The result of the protracted negotiations has triggered divided responses.
On a closer look, the declaration avoided a far-reaching precedent. For the European Center for Constitutional and Human Rights it represented a ‘lost opportunity’:
That the ‘reconciliation agreement’ will be published as a mere Joint Declaration speaks volumes. The preceding negotiation process furthermore disregarded international participation rights based both in treaties and customary international law. (Imani et al., 2021, p. 1)
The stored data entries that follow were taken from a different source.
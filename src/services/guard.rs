//! Idempotency keys and in-process request coalescing
//!
//! Correctness of every at-most-once effect comes from the store's unique
//! constraints and conditional updates. The locks here only collapse
//! near-simultaneous duplicates (double taps, webhook retries) arriving at one
//! process so that external side effects are not attempted twice.

use std::collections::HashMap;
use std::fmt;
use std::sync::{Arc, Mutex, Weak};
use tokio::sync::OwnedMutexGuard;
use tracing::debug;
use crate::models::payment::PaymentProvider;

/// Natural key of an operation that must take effect at most once
#[derive(Debug, Clone, PartialEq, Eq, Hash)]
pub enum IdempotencyKey {
    Invite { code: String, telegram_id: i64 },
    Payment { provider: PaymentProvider, provider_payment_id: String },
    Promo { promo_code_id: i64, user_id: i64 },
    Referral { referred_id: i64 },
    Trial { telegram_id: i64 },
    /// Checkout creation for a user
    Checkout { telegram_id: i64 },
}

impl fmt::Display for IdempotencyKey {
    fn fmt(&self, f: &mut fmt::Formatter<'_>) -> fmt::Result {
        match self {
            IdempotencyKey::Invite { code, telegram_id } => write!(f, "invite:{}:{}", code, telegram_id),
            IdempotencyKey::Payment { provider, provider_payment_id } => {
                write!(f, "payment:{}:{}", provider, provider_payment_id)
            }
            IdempotencyKey::Promo { promo_code_id, user_id } => write!(f, "promo:{}:{}", promo_code_id, user_id),
            IdempotencyKey::Referral { referred_id } => write!(f, "referral:{}", referred_id),
            IdempotencyKey::Trial { telegram_id } => write!(f, "trial:{}", telegram_id),
            IdempotencyKey::Checkout { telegram_id } => write!(f, "checkout:{}", telegram_id),
        }
    }
}

type SlotMap = HashMap<IdempotencyKey, Weak<tokio::sync::Mutex<()>>>;

/// Per-key async mutexes; entries disappear once no caller holds them
#[derive(Clone, Default)]
pub struct KeyedLocks {
    slots: Arc<Mutex<SlotMap>>,
}

/// Held while an operation for a key is in flight
pub struct KeyGuard {
    _guard: OwnedMutexGuard<()>,
}

impl KeyedLocks {
    pub fn new() -> Self {
        Self::default()
    }

    /// Wait until no other caller in this process holds `key`
    pub async fn acquire(&self, key: IdempotencyKey) -> KeyGuard {
        let slot = {
            let mut slots = self.slots.lock().unwrap_or_else(|poisoned| poisoned.into_inner());
            slots.retain(|_, weak| weak.strong_count() > 0);
            match slots.get(&key).and_then(Weak::upgrade) {
                Some(slot) => slot,
                None => {
                    let slot = Arc::new(tokio::sync::Mutex::new(()));
                    slots.insert(key.clone(), Arc::downgrade(&slot));
                    slot
                }
            }
        };

        debug!(key = %key, "Acquiring idempotency lock");
        KeyGuard { _guard: slot.lock_owned().await }
    }

    /// Number of keys with a live holder or waiter
    pub fn in_flight(&self) -> usize {
        let slots = self.slots.lock().unwrap_or_else(|poisoned| poisoned.into_inner());
        slots.values().filter(|weak| weak.strong_count() > 0).count()
    }
}

impl fmt::Debug for KeyedLocks {
    fn fmt(&self, f: &mut fmt::Formatter<'_>) -> fmt::Result {
        f.debug_struct("KeyedLocks").field("in_flight", &self.in_flight()).finish()
    }
}
//! Hiddify VPN bot
//!
//! Main application entry point

use std::sync::Arc;
use teloxide::{prelude::*, types::Update};
use teloxide::dispatching::UpdateHandler;
use teloxide::types::PreCheckoutQuery;
use teloxide::utils::command::BotCommands;
use tracing::{info, warn};

use hiddify_bot::{
    config::Settings,
    utils::logging,
    database::{DatabaseService, DatabaseConfig, create_pool, run_migrations},
    handlers::{handle_command, handle_pre_checkout, handle_successful_payment, Command},
    middleware::AccessGuard,
    services::{CacheService, HiddifyPanel, OutcomeSink, ServiceFactory, TelegramNotifier, VpnPanel},
};

type HandlerResult = Result<(), Box<dyn std::error::Error + Send + Sync>>;

#[tokio::main]
async fn main() -> Result<(), Box<dyn std::error::Error>> {
    dotenv::dotenv().ok();

    // Load configuration
    let settings = Settings::new()?;
    settings.validate()?;

    // Initialize logging; the guard flushes the log file on shutdown
    let _log_guard = logging::init_logging(&settings.logging)?;

    info!("Starting {}...", hiddify_bot::info());

    info!("Connecting to database...");
    let db_pool = create_pool(&DatabaseConfig::from(&settings.database)).await?;
    run_migrations(&db_pool).await?;
    let database_service = DatabaseService::new(db_pool);

    info!("Connecting to Redis...");
    let cache = CacheService::connect(&settings.redis).await;

    let bot = Bot::new(&settings.bot.token);
    let panel: Arc<dyn VpnPanel> = Arc::new(HiddifyPanel::new(&settings.panel)?);
    let sink: Arc<dyn OutcomeSink> = Arc::new(TelegramNotifier::new(bot.clone(), settings.bot.admin_ids.clone()));

    info!("Initializing services...");
    let services = ServiceFactory::new(&settings, database_service, cache, panel, sink)?;

    let health = services.health_check().await;
    for issue in health.get_issues() {
        warn!(issue = %issue, "Startup health check");
    }
    if !health.is_healthy() {
        return Err("database is not reachable".into());
    }

    if let Err(e) = bot.set_my_commands(Command::bot_commands()).await {
        warn!(error = %e, "Failed to register bot commands");
    }

    let guard = AccessGuard::new(services.user_service.clone());
    let services = Arc::new(services);

    let mut dispatcher = Dispatcher::builder(bot, schema())
        .dependencies(dptree::deps![services, guard])
        .default_handler(|upd| async move {
            tracing::debug!(update_id = ?upd.id, "Unhandled update");
        })
        .enable_ctrlc_handler()
        .build();

    info!("Bot is ready, polling for updates");
    dispatcher.dispatch().await;

    info!("Bot has been shut down.");
    Ok(())
}

/// Create the main update handler
fn schema() -> UpdateHandler<Box<dyn std::error::Error + Send + Sync + 'static>> {
    dptree::entry()
        .branch(Update::filter_pre_checkout_query().endpoint(on_pre_checkout))
        .branch(
            Update::filter_message()
                .branch(
                    dptree::filter(|msg: Message| msg.successful_payment().is_some())
                        .endpoint(on_successful_payment),
                )
                .branch(dptree::entry().filter_command::<Command>().endpoint(on_command)),
        )
}

async fn on_command(
    bot: Bot,
    msg: Message,
    cmd: Command,
    services: Arc<ServiceFactory>,
    guard: AccessGuard,
) -> HandlerResult {
    handle_command(bot, msg, cmd, services, guard).await?;
    Ok(())
}

async fn on_pre_checkout(bot: Bot, query: PreCheckoutQuery, services: Arc<ServiceFactory>) -> HandlerResult {
    handle_pre_checkout(bot, query, services).await?;
    Ok(())
}

async fn on_successful_payment(bot: Bot, msg: Message, services: Arc<ServiceFactory>) -> HandlerResult {
    handle_successful_payment(bot, msg, services).await?;
    Ok(())
}
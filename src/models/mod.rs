//! Data models module
//!
//! This module contains all data structures used throughout the application

pub mod user;
pub mod invite;
pub mod referral;
pub mod subscription;
pub mod payment;
pub mod promo;
pub mod ticket;
pub mod plan;

// Re-export commonly used models
pub use user::{User, Role, Entitlement, CreateUserRequest, UserStats};
pub use invite::{Invite, InviteRedemption, InviteUseOutcome, CreateInviteRequest};
pub use referral::{Referral, ReferralStatus, ReferralStats};
pub use subscription::{Subscription, SubscriptionStatus};
pub use payment::{Payment, PaymentProvider, PaymentStatus, NewPayment, ReconcileOutcome};
pub use promo::{PromoCode, PromoType, PromoUsage, Discount, CreatePromoRequest};
pub use ticket::{SupportTicket, TicketMessage, TicketCategory, TicketPriority, TicketStatus, CreateTicketRequest};
pub use plan::Plan;
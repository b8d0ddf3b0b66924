//! Access middleware
//!
//! Resolves the Telegram caller of an update and gates commands by role
//! before any handler runs. Role checks are repeated inside the services;
//! this layer only keeps obviously unauthorized calls away from them.

use teloxide::types::{Message, User as TgUser};
use tracing::{debug, warn};
use crate::models::user::{Role, User};
use crate::services::UserService;
use crate::utils::errors::{BotError, Result};

/// The Telegram account behind an update
#[derive(Debug, Clone, PartialEq, Eq)]
pub struct Caller {
    pub telegram_id: i64,
    pub username: Option<String>,
    pub first_name: Option<String>,
}

impl Caller {
    pub fn from_user(user: &TgUser) -> Self {
        Self {
            telegram_id: user.id.0 as i64,
            username: user.username.clone(),
            first_name: Some(user.first_name.clone()),
        }
    }

    pub fn from_message(msg: &Message) -> Result<Self> {
        msg.from
            .as_ref()
            .map(Self::from_user)
            .ok_or_else(|| BotError::Validation("No user in message".to_string()))
    }
}

/// Role gate in front of command handlers
#[derive(Clone)]
pub struct AccessGuard {
    users: UserService,
}

impl AccessGuard {
    pub fn new(users: UserService) -> Self {
        Self { users }
    }

    /// Check that the caller may run a command needing `required`
    ///
    /// `None` admits unregistered callers (only `/start` and `/help`).
    pub async fn admit(&self, caller: &Caller, required: Option<Role>) -> Result<Option<User>> {
        let Some(required) = required else {
            return Ok(None);
        };

        let user = self.users.ensure_active(caller.telegram_id).await?;
        let role = self.users.effective_role(&user);
        if role < required {
            warn!(telegram_id = caller.telegram_id, role = %role, required = %required, "Command rejected");
            return Err(BotError::PermissionDenied(format!("{} role required", required)));
        }

        debug!(telegram_id = caller.telegram_id, role = %role, "Command admitted");
        Ok(Some(user))
    }
}

#[cfg(test)]
mod tests {
    use super::*;
    use teloxide::types::UserId;

    fn tg_user(id: u64, username: Option<&str>) -> TgUser {
        TgUser {
            id: UserId(id),
            is_bot: false,
            first_name: "Test".to_string(),
            last_name: None,
            username: username.map(str::to_string),
            language_code: None,
            is_premium: false,
            added_to_attachment_menu: false,
        }
    }

    #[test]
    fn test_caller_from_user() {
        let caller = Caller::from_user(&tg_user(123, Some("alice")));
        assert_eq!(caller.telegram_id, 123);
        assert_eq!(caller.username.as_deref(), Some("alice"));
        assert_eq!(caller.first_name.as_deref(), Some("Test"));
    }
}
//! Promo code repository implementation

use sqlx::{PgConnection, PgPool};
use chrono::Utc;
use crate::database::connection::is_unique_violation;
use crate::models::promo::{PromoCode, PromoUsage, CreatePromoRequest, normalize_promo_code};
use crate::utils::errors::BotError;

const PROMO_COLUMNS: &str = "id, code, promo_type, value, max_uses, used_count, expires_at, is_active, \
    created_by, created_at, updated_at";

#[derive(Clone, Debug)]
pub struct PromoRepository {
    pool: PgPool,
}

impl PromoRepository {
    pub fn new(pool: PgPool) -> Self {
        Self { pool }
    }

    pub async fn create(&self, request: CreatePromoRequest) -> Result<PromoCode, BotError> {
        let code = normalize_promo_code(&request.code);
        sqlx::query_as::<_, PromoCode>(&format!(
            r#"
            INSERT INTO promo_codes (code, promo_type, value, max_uses, expires_at, created_by, created_at, updated_at)
            VALUES ($1, $2, $3, $4, $5, $6, $7, $7)
            RETURNING {PROMO_COLUMNS}
            "#
        ))
        .bind(&code)
        .bind(request.promo_type)
        .bind(request.value)
        .bind(request.max_uses)
        .bind(request.expires_at)
        .bind(request.created_by)
        .bind(Utc::now())
        .fetch_one(&self.pool)
        .await
        .map_err(|e| {
            if is_unique_violation(&e) {
                BotError::Validation(format!("Promo code {} already exists", code))
            } else {
                BotError::Database(e)
            }
        })
    }

    /// Find a promo by code, case-insensitively
    pub async fn find_by_code(&self, code: &str) -> Result<Option<PromoCode>, BotError> {
        let promo = sqlx::query_as::<_, PromoCode>(&format!("SELECT {PROMO_COLUMNS} FROM promo_codes WHERE code = $1"))
            .bind(normalize_promo_code(code))
            .fetch_optional(&self.pool)
            .await?;

        Ok(promo)
    }

    pub async fn has_usage(&self, promo_code_id: i64, user_id: i64) -> Result<bool, BotError> {
        let exists: (bool,) = sqlx::query_as(
            "SELECT EXISTS (SELECT 1 FROM promo_usages WHERE promo_code_id = $1 AND user_id = $2)"
        )
        .bind(promo_code_id)
        .bind(user_id)
        .fetch_one(&self.pool)
        .await?;

        Ok(exists.0)
    }

    /// Record a redemption in its own transaction
    pub async fn record_usage(&self, promo_code_id: i64, user_id: i64) -> Result<PromoUsage, BotError> {
        let mut tx = self.pool.begin().await?;
        let usage = Self::record_usage_in(&mut tx, promo_code_id, user_id, None).await?;
        tx.commit().await?;

        Ok(usage)
    }

    /// Record a redemption inside the caller's transaction
    ///
    /// The per-user row is inserted first so a second redemption by the same
    /// user fails with `AlreadyUsed` without touching the counter. On
    /// `Exhausted` the caller must roll back to drop the inserted row.
    pub async fn record_usage_in(
        conn: &mut PgConnection,
        promo_code_id: i64,
        user_id: i64,
        payment_id: Option<i64>,
    ) -> Result<PromoUsage, BotError> {
        let usage = sqlx::query_as::<_, PromoUsage>(
            r#"
            INSERT INTO promo_usages (promo_code_id, user_id, payment_id, created_at)
            VALUES ($1, $2, $3, $4)
            ON CONFLICT (promo_code_id, user_id) DO NOTHING
            RETURNING id, promo_code_id, user_id, payment_id, created_at
            "#
        )
        .bind(promo_code_id)
        .bind(user_id)
        .bind(payment_id)
        .bind(Utc::now())
        .fetch_optional(&mut *conn)
        .await?
        .ok_or(BotError::AlreadyUsed)?;

        let incremented = sqlx::query(
            r#"
            UPDATE promo_codes
            SET used_count = used_count + 1, updated_at = $2
            WHERE id = $1 AND (max_uses IS NULL OR used_count < max_uses)
            "#
        )
        .bind(promo_code_id)
        .bind(Utc::now())
        .execute(&mut *conn)
        .await?;

        if incremented.rows_affected() == 0 {
            return Err(BotError::Exhausted { entity: "Promo code" });
        }

        Ok(usage)
    }

    /// Undo a redemption attached to a payment that did not go through
    pub async fn release_usage_in(conn: &mut PgConnection, promo_code_id: i64, user_id: i64, payment_id: i64) -> Result<bool, BotError> {
        let deleted = sqlx::query(
            "DELETE FROM promo_usages WHERE promo_code_id = $1 AND user_id = $2 AND payment_id = $3"
        )
        .bind(promo_code_id)
        .bind(user_id)
        .bind(payment_id)
        .execute(&mut *conn)
        .await?;

        if deleted.rows_affected() == 0 {
            return Ok(false);
        }

        sqlx::query(
            "UPDATE promo_codes SET used_count = GREATEST(used_count - 1, 0), updated_at = $2 WHERE id = $1"
        )
        .bind(promo_code_id)
        .bind(Utc::now())
        .execute(&mut *conn)
        .await?;

        Ok(true)
    }

    pub async fn list(&self, limit: i64) -> Result<Vec<PromoCode>, BotError> {
        let promos = sqlx::query_as::<_, PromoCode>(&format!(
            "SELECT {PROMO_COLUMNS} FROM promo_codes ORDER BY created_at DESC LIMIT $1"
        ))
        .bind(limit)
        .fetch_all(&self.pool)
        .await?;

        Ok(promos)
    }

    pub async fn deactivate(&self, code: &str) -> Result<bool, BotError> {
        let result = sqlx::query("UPDATE promo_codes SET is_active = FALSE, updated_at = $2 WHERE code = $1 AND is_active")
            .bind(normalize_promo_code(code))
            .bind(Utc::now())
            .execute(&self.pool)
            .await?;

        Ok(result.rows_affected() > 0)
    }
}
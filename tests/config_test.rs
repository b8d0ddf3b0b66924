//! Loading and validating configuration files

use std::io::Write;
use std::path::PathBuf;
use assert_matches::assert_matches;
use hiddify_bot::{BotError, Settings};
use rust_decimal::Decimal;
use tempfile::NamedTempFile;

fn example_config() -> String {
    let path = PathBuf::from(env!("CARGO_MANIFEST_DIR")).join("config.example.toml");
    std::fs::read_to_string(path).unwrap()
}

fn write_config(contents: &str) -> NamedTempFile {
    let mut file = tempfile::Builder::new().suffix(".toml").tempfile().unwrap();
    file.write_all(contents.as_bytes()).unwrap();
    file
}

#[test]
fn test_example_config_loads_and_validates() {
    let file = write_config(&example_config());
    let settings = Settings::from_path(file.path()).unwrap();
    settings.validate().unwrap();

    assert_eq!(settings.plans.len(), 3);
    let monthly = settings.plan("monthly").unwrap();
    assert_eq!(monthly.price_usd, Decimal::new(1000, 2));
    assert_eq!(monthly.price_stars, 700);
    assert_eq!(settings.referral.bonus_amount, Decimal::ONE);
    assert!(settings.is_config_admin(555_666_777));
    assert_eq!(settings.panel.protocols.len(), 3);
}

#[test]
fn test_omitted_sections_fall_back_to_defaults() {
    let trimmed: String = example_config()
        .split("[trial]")
        .next()
        .unwrap()
        .to_string()
        + "[logging]\nlevel = \"debug\"\nfile_path = \"logs\"\n";
    let file = write_config(&trimmed);

    let settings = Settings::from_path(file.path()).unwrap();
    assert_eq!(settings.trial.days, 7);
    assert_eq!(settings.support.max_open_tickets, 3);
    assert!(settings.features.promo_codes);
    settings.validate().unwrap();
}

#[test]
fn test_invalid_values_are_rejected() {
    let config = example_config().replace("level = \"info\"", "level = \"loud\"");
    let settings = Settings::from_path(write_config(&config).path()).unwrap();
    assert_matches!(settings.validate(), Err(BotError::Config(message)) if message.contains("loud"));

    let config = example_config().replace("admin_ids = [555666777]", "admin_ids = []");
    let settings = Settings::from_path(write_config(&config).path()).unwrap();
    assert_matches!(settings.validate(), Err(BotError::Config(_)));

    let config = example_config().replace("code = \"quarterly\"", "code = \"monthly\"");
    let settings = Settings::from_path(write_config(&config).path()).unwrap();
    assert_matches!(settings.validate(), Err(BotError::Config(message)) if message.contains("Duplicate"));
}

#[test]
fn test_missing_file_is_an_error() {
    assert!(Settings::from_path("/nonexistent/hiddify-bot.toml").is_err());
}
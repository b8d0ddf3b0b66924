//! Promo codes: pricing and management

use chrono::Utc;
use rust_decimal::Decimal;
use tracing::debug;
use crate::config::settings::Settings;
use crate::database::DatabaseService;
use crate::models::promo::{compute_discount, normalize_promo_code, CreatePromoRequest, Discount, PromoCode};
use crate::models::user::Role;
use crate::services::user::UserService;
use crate::utils::errors::{BotError, Result};
use crate::utils::logging::log_admin_action;

#[derive(Clone)]
pub struct PromoService {
    db: DatabaseService,
    users: UserService,
    enabled: bool,
}

impl PromoService {
    pub fn new(db: DatabaseService, users: UserService, settings: &Settings) -> Self {
        Self { db, users, enabled: settings.features.promo_codes }
    }

    /// Look up a code that is currently redeemable, in check order
    async fn redeemable(&self, code: &str, user_id: i64) -> Result<PromoCode> {
        if !self.enabled {
            return Err(BotError::Validation("Promo codes are turned off.".to_string()));
        }
        let code = normalize_promo_code(code);
        let promo = self
            .db
            .promos
            .find_by_code(&code)
            .await?
            .filter(|p| p.is_active)
            .ok_or_else(|| BotError::not_found("Promo code", &code))?;

        if promo.is_expired(Utc::now()) {
            return Err(BotError::Expired { entity: "Promo code" });
        }
        if promo.is_exhausted() {
            return Err(BotError::Exhausted { entity: "Promo code" });
        }
        if self.db.promos.has_usage(promo.id, user_id).await? {
            return Err(BotError::AlreadyUsed);
        }
        Ok(promo)
    }

    /// Price `original_amount` with a promo code for a user
    ///
    /// Read-only: the redemption itself is recorded at checkout.
    pub async fn calculate_discount(&self, code: &str, original_amount: Decimal, user_id: i64) -> Result<Discount> {
        let promo = self.redeemable(code, user_id).await?;
        let discount = compute_discount(&promo, original_amount);
        debug!(
            code = %discount.code,
            original = %discount.original_amount,
            discount = %discount.discount_amount,
            "Promo discount calculated"
        );
        Ok(discount)
    }

    pub async fn create_promo_code(&self, actor_telegram_id: i64, mut request: CreatePromoRequest) -> Result<PromoCode> {
        if !self.enabled {
            return Err(BotError::Validation("Promo codes are turned off.".to_string()));
        }
        let actor = self.users.require_role(actor_telegram_id, Role::Admin).await?;
        request.created_by = Some(actor.id);
        request.validate(Utc::now())?;

        let promo = self.db.promos.create(request).await?;
        log_admin_action(
            actor_telegram_id,
            "create_promo",
            Some(&promo.code),
            Some(&format!("{} {}", promo.promo_type, promo.value)),
        );
        Ok(promo)
    }

    pub async fn list_promo_codes(&self, actor_telegram_id: i64) -> Result<Vec<PromoCode>> {
        self.users.require_role(actor_telegram_id, Role::Manager).await?;
        self.db.promos.list(50).await
    }

    pub async fn deactivate(&self, actor_telegram_id: i64, code: &str) -> Result<()> {
        self.users.require_role(actor_telegram_id, Role::Admin).await?;
        if !self.db.promos.deactivate(code).await? {
            return Err(BotError::not_found("Promo code", normalize_promo_code(code)));
        }
        log_admin_action(actor_telegram_id, "deactivate_promo", Some(code), None);
        Ok(())
    }
}
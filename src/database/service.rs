//! Database service layer
//!
//! This module provides a high-level interface to the entitlement store

use chrono::Utc;
use rust_decimal::Decimal;
use sqlx::{Postgres, Transaction};
use crate::database::{
    DatabasePool, UserRepository, InviteRepository, ReferralRepository, SubscriptionRepository,
    PaymentRepository, PromoRepository, TicketRepository,
};
use crate::models::*;
use crate::utils::errors::BotError;

#[derive(Debug, Clone)]
pub struct DatabaseService {
    pool: DatabasePool,
    pub users: UserRepository,
    pub invites: InviteRepository,
    pub referrals: ReferralRepository,
    pub subscriptions: SubscriptionRepository,
    pub payments: PaymentRepository,
    pub promos: PromoRepository,
    pub tickets: TicketRepository,
}

impl DatabaseService {
    pub fn new(pool: DatabasePool) -> Self {
        Self {
            users: UserRepository::new(pool.clone()),
            invites: InviteRepository::new(pool.clone()),
            referrals: ReferralRepository::new(pool.clone()),
            subscriptions: SubscriptionRepository::new(pool.clone()),
            payments: PaymentRepository::new(pool.clone()),
            promos: PromoRepository::new(pool.clone()),
            tickets: TicketRepository::new(pool.clone()),
            pool,
        }
    }

    pub fn pool(&self) -> &DatabasePool {
        &self.pool
    }

    /// Start a transaction for a multi-step store operation
    pub async fn begin(&self) -> Result<Transaction<'static, Postgres>, BotError> {
        Ok(self.pool.begin().await?)
    }

    /// Fetch a user, creating it on first contact
    pub async fn get_or_create_user(&self, telegram_id: i64, username: Option<String>, first_name: Option<String>) -> Result<User, BotError> {
        self.users
            .get_or_create(CreateUserRequest { telegram_id, username, first_name })
            .await
    }

    /// Redeem an invite for `user_id`, consuming at most one use per user
    ///
    /// The redemption row and the use counter change in one transaction; a
    /// repeat by the same user reports `AlreadyRedeemed` without touching the
    /// counter. The inviter is recorded on first redemption.
    pub async fn apply_invite(&self, code: &str, user_id: i64) -> Result<InviteUseOutcome, BotError> {
        let now = Utc::now();
        let mut tx = self.pool.begin().await?;

        let invite = InviteRepository::find_by_code_in(&mut tx, code)
            .await?
            .ok_or_else(|| BotError::not_found("Invite", code))?;

        if InviteRepository::insert_redemption(&mut tx, invite.id, user_id).await?.is_none() {
            tx.commit().await?;
            return Ok(InviteUseOutcome::AlreadyRedeemed(invite));
        }

        let invite = InviteRepository::apply_invite_with(&mut tx, code, now).await?;
        if invite.created_by != Some(user_id) {
            UserRepository::set_invited_by(&mut tx, user_id, invite.created_by).await?;
        }
        tx.commit().await?;

        Ok(InviteUseOutcome::Redeemed(invite))
    }

    /// Register `referred_id` as referred by `referrer_id`
    pub async fn create_referral(&self, referrer_id: i64, referred_id: i64, bonus_amount: Decimal) -> Result<Referral, BotError> {
        self.referrals.create(referrer_id, referred_id, bonus_amount).await
    }

    /// Record a single promo redemption by a user
    pub async fn record_promo_usage(&self, promo_code_id: i64, user_id: i64) -> Result<PromoUsage, BotError> {
        self.promos.record_usage(promo_code_id, user_id).await
    }
}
Critics bemoan among other matters that governments were ‘seeking forgiveness without listening to descendants’ (Hitchcock & Kelly, 2021). Reactions among considerable parts of the descendants of the most affected communities were overall negative and considered an insult (Petersen & Ngatjiheue, 2021). The agreed package stipulates an amount of 1.1 bn Euro, of which 1.05 bn are earmarked for development projects over the next 30 years, ‘to assist the development of descendants of the particularly affected communities’, as the Joint Declaration revealingly so clarifies. This equates roughly to the amount spent by German development cooperation with Namibia during the last 30 years. Germany had always maintained that as a kind of historical obligation Namibia since Independence received the highest per capita development aid of all countries. For the Ovaherero Paramount Chief Vekuii Rukoro and others, this added insult to injury (Kasuto & Kathindi, 2021).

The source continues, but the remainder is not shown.